|
|
||
Я НАУЧИЛАСЬ ЛЕТАТЬ
Мне приснился томительный, странный сон, влекущий в прошлое и тесно связанный с настоящим, которое предстает передо мной на экране телевизора. Я вижу себя со стороны, это я и не я: молодая, длинноногая и стройная, облаченная в пижаму грязно-розового цвета с такого же цвета кружевами, лежу на узкой кушетке, на спине, закинув голову, вытянув руки вдоль тела, со страстно напряженным лицом с ярко накрашенными губами. За моей головой стоит высокий мужчина, одетый в точно такую же, как у меня, розовую пижаму, медленно подходит ко мне сзади, берет меня за руки, резким движением откидывает их назад, еще дальше запрокидывает мою голову, так что она свисает с кушетки, и медленно наклоняется, глядит странным, притягивающим темным взором; его лицо все ближе, ближе, он склоняется то ли для поцелуя, то ли для убийства; скорее второе. Я это чувствую, но желаю, чтобы он был еще ближе, ближе...

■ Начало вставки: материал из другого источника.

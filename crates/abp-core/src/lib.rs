//! abpvm Core Library
//!
//! This crate provides the bytecode interpreter and matching engine for
//! Adblock Plus URL filters.
//!
//! # Architecture
//!
//! Each filter rule is compiled (by `abp-compiler`) into a short program
//! for a purpose-built VM whose instructions encode filter syntax directly:
//! literal bytes, `^` separators, `*` wildcards and the `|`/`||` anchors.
//! The matcher runs every program against every query URI, retrying at
//! successive start offsets, and reports the original text of each rule
//! that matched.
//!
//! # Modules
//!
//! - `charclass`: byte classification tables
//! - `types`: instructions, programs, compiled rules and flags
//! - `domain`: `$domain=` substring matchers
//! - `query`: URIs and their derived domains
//! - `vm`: the bytecode interpreter
//! - `matcher`: the rule collection and batch matching
//! - `disasm`: human-readable program listings

pub mod charclass;
pub mod disasm;
pub mod domain;
pub mod matcher;
pub mod query;
pub mod types;
pub mod vm;

// Re-export commonly used types
pub use disasm::{write_listing, ProgramStats};
pub use domain::DomainMatcher;
pub use matcher::{ExclusionMode, Matcher};
pub use query::Query;
pub use types::{CompiledRule, Instruction, Opcode, Program, ProgramHeader, RuleFlags, INST_MAX};
//! abpvm CLI
//!
//! Matches URIs against Adblock Plus filter lists and inspects the
//! compiled bytecode.

mod bench;
mod rules;

use clap::{Parser, Subcommand};
use serde::Serialize;

use abp_compiler::ErrorPolicy;
use abp_core::disasm::{write_listing, ProgramStats};
use abp_core::matcher::{ExclusionMode, Matcher};
use abp_core::query::Query;

#[derive(Parser)]
#[command(name = "abpvm")]
#[command(about = "Adblock Plus URL filter compiler and matcher")]
struct Cli {
    /// Log at debug level (RUST_LOG overrides)
    #[arg(short, long, global = true)]
    verbose: bool,

    #[command(subcommand)]
    command: Commands,
}

#[derive(Subcommand)]
enum Commands {
    /// Match URIs against filter lists
    Match {
        /// Filter list files, loaded in order
        #[arg(short, long = "rules", required = true)]
        rules: Vec<String>,

        /// Reject rules whose excluded domains appear in the URI domain
        #[arg(long)]
        enforce_exclusions: bool,

        /// Skip rules that fail to compile instead of aborting
        #[arg(long)]
        skip_invalid: bool,

        /// Print a JSON report
        #[arg(long)]
        json: bool,

        /// Read URIs one per line from a file (`-` for stdin)
        #[arg(long)]
        uris: Option<String>,

        /// URIs to match
        uri: Vec<String>,
    },

    /// Compile filter lists and report every rule that fails
    Check {
        /// Filter list files
        #[arg(short, long = "rules", required = true)]
        rules: Vec<String>,
    },

    /// Print the compiled bytecode of filter lists
    Dump {
        /// Filter list files
        #[arg(short, long = "rules", required = true)]
        rules: Vec<String>,

        /// Print only instruction counts, as JSON
        #[arg(long)]
        json: bool,
    },

    /// Time matching a URI batch against filter lists
    Bench {
        /// Filter list files
        #[arg(short, long = "rules", required = true)]
        rules: Vec<String>,

        /// URI file, one per line (`-` for stdin)
        #[arg(long)]
        uris: String,

        /// Timed passes over the batch
        #[arg(long, default_value_t = 100)]
        iterations: usize,
    },
}

fn main() {
    let cli = Cli::parse();

    let level = if cli.verbose { "debug" } else { "warn" };
    env_logger::Builder::from_env(env_logger::Env::default().default_filter_or(level)).init();

    let result = match cli.command {
        Commands::Match {
            rules,
            enforce_exclusions,
            skip_invalid,
            json,
            uris,
            uri,
        } => cmd_match(&rules, enforce_exclusions, skip_invalid, json, uris.as_deref(), uri),
        Commands::Check { rules } => cmd_check(&rules),
        Commands::Dump { rules, json } => cmd_dump(&rules, json),
        Commands::Bench { rules, uris, iterations } => cmd_bench(&rules, &uris, iterations),
    };

    if let Err(e) = result {
        eprintln!("Error: {e}");
        std::process::exit(1);
    }
}

#[derive(Serialize)]
struct MatchReport<'a> {
    rules: usize,
    queries: usize,
    matched: usize,
    results: Vec<QueryMatches<'a>>,
}

#[derive(Serialize)]
struct QueryMatches<'a> {
    uri: &'a str,
    domain: &'a str,
    rules: Vec<&'a str>,
}

fn cmd_match(
    lists: &[String],
    enforce_exclusions: bool,
    skip_invalid: bool,
    json: bool,
    uri_file: Option<&str>,
    uri_args: Vec<String>,
) -> Result<(), String> {
    let mode = if enforce_exclusions { ExclusionMode::Enforced } else { ExclusionMode::Inert };
    let policy = if skip_invalid { ErrorPolicy::Skip } else { ErrorPolicy::Abort };

    let mut matcher = Matcher::with_exclusion_mode(mode);
    rules::load_lists(lists, &mut matcher, policy)?;

    let queries: Vec<Query> = rules::read_uris(uri_file, uri_args)?
        .into_iter()
        .map(Query::new)
        .collect();
    if queries.is_empty() {
        return Err("No URIs specified".to_string());
    }

    let results: Vec<QueryMatches<'_>> = queries
        .iter()
        .map(|query| QueryMatches {
            uri: query.uri(),
            domain: query.domain(),
            rules: matcher.match_query(query),
        })
        .collect();

    if json {
        let report = MatchReport {
            rules: matcher.len(),
            queries: queries.len(),
            matched: results.iter().filter(|r| !r.rules.is_empty()).count(),
            results,
        };
        let out = serde_json::to_string_pretty(&report)
            .map_err(|e| format!("Failed to serialize report: {}", e))?;
        println!("{out}");
        return Ok(());
    }

    for result in &results {
        for rule in &result.rules {
            println!("{}\t{}", result.uri, rule);
        }
    }

    Ok(())
}

fn cmd_check(lists: &[String]) -> Result<(), String> {
    let mut matcher = Matcher::new();
    let loaded = rules::load_lists(lists, &mut matcher, ErrorPolicy::Skip)?;

    let mut failed = 0usize;
    for list in &loaded {
        let stats = &list.stats;
        println!("{}", list.path);
        println!("  Lines:          {}", stats.lines);
        println!("  Rules:          {}", stats.rules);
        println!("  Comments:       {}", stats.comments);
        println!("  Blank:          {}", stats.blank);
        println!("  Element hiding: {}", stats.element_hiding);
        println!("  Errors:         {}", stats.errors.len());
        for err in &stats.errors {
            println!("    {err}");
        }
        failed += stats.errors.len();
    }

    println!("Total: {} rules compiled, {} failed", matcher.len(), failed);

    if failed > 0 {
        return Err(format!("{} rule(s) failed to compile", failed));
    }
    Ok(())
}

fn cmd_dump(lists: &[String], json: bool) -> Result<(), String> {
    let mut matcher = Matcher::new();
    rules::load_lists(lists, &mut matcher, ErrorPolicy::Abort)?;

    if json {
        let stats = ProgramStats::collect(matcher.rules());
        let out = serde_json::to_string_pretty(&stats)
            .map_err(|e| format!("Failed to serialize stats: {}", e))?;
        println!("{out}");
        return Ok(());
    }

    let mut listing = String::new();
    write_listing(&mut listing, matcher.rules()).map_err(|e| format!("Failed to render listing: {}", e))?;
    print!("{listing}");
    Ok(())
}

fn cmd_bench(lists: &[String], uri_file: &str, iterations: usize) -> Result<(), String> {
    let mut matcher = Matcher::new();
    rules::load_lists(lists, &mut matcher, ErrorPolicy::Skip)?;

    let uris = rules::read_uris(Some(uri_file), Vec::new())?;
    let opts = bench::BenchOptions {
        iterations,
        warmup: (iterations / 10).max(1),
    };
    bench::run(&matcher, &uris, &opts)
}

Просыпаюсь, рывком сажусь в постели, все еще охваченная ощущением надвигающейся страсти, смешанной со страхом. Откидываю одеяло, нащупываю тапочки и плетусь на кухню, нисколько не напоминая себе ту женщину в розовой пижаме. Выжимаю апельсин в чашку с водой, и залпом выпиваю этот напиток. Взглянув в зеркало и увидев тусклое отражение своей помятой ночной физиономии и порадовавшись, что нет на мне розовой пижамы, медленно прихожу в себя. Возвращаюсь к себе, отворяю пошире форточку, укладываюсь вновь, закрываю глаза, но тут же понимаю, что со сном на сегодня покончено.
Встаю, одеваюсь и решаю выйти на улицу. Все спят, спят Катюша и ее муж, спят в своей маленькой комнате ребята, только собака, свернувшаяся светло-рыжим калачиком на коврике у двери, подняла голову, посмотрела на меня с удивлением - куда ты? Нехотя поднимается, чтобы дать мне дорогу. Выхожу на площадку и сразу понимаю, что я вовсе не у себя дома, да не только не дома, но и не в Москве, и не в России. Спускаюсь по неширокой винтовой лестнице. Открываю стеклянную дверь, пересекаю маленький асфальтированный чистый дворик, выхожу за ворота и, наконец, понимаю, где я нахожусь.
Я в Германии и именно во Франкфурте-на-Майне, выхожу из университетского общежития и направляюсь своим обычным маршрутом к университетской библиотеке. Уже светло, моросит слабый дождик. Библиотека, конечно, еще закрыта, но путь хорошо знаком, я сворачиваю направо и иду по тротуару, который почему-то даже в дождливую погоду всегда почти сухой, старательно обхожу велосипедную дорожку и наблюдаю, как стремительно несутся облака по весеннему апрельскому небу. Редкие машины мчатся по шоссе, вот справа у здания с турецким флагом толпится кучка чего-то ждущих людей восточного вида. На углу Мак-Доналдс, а за ним большой отель, которого я здесь раньше никогда не видела.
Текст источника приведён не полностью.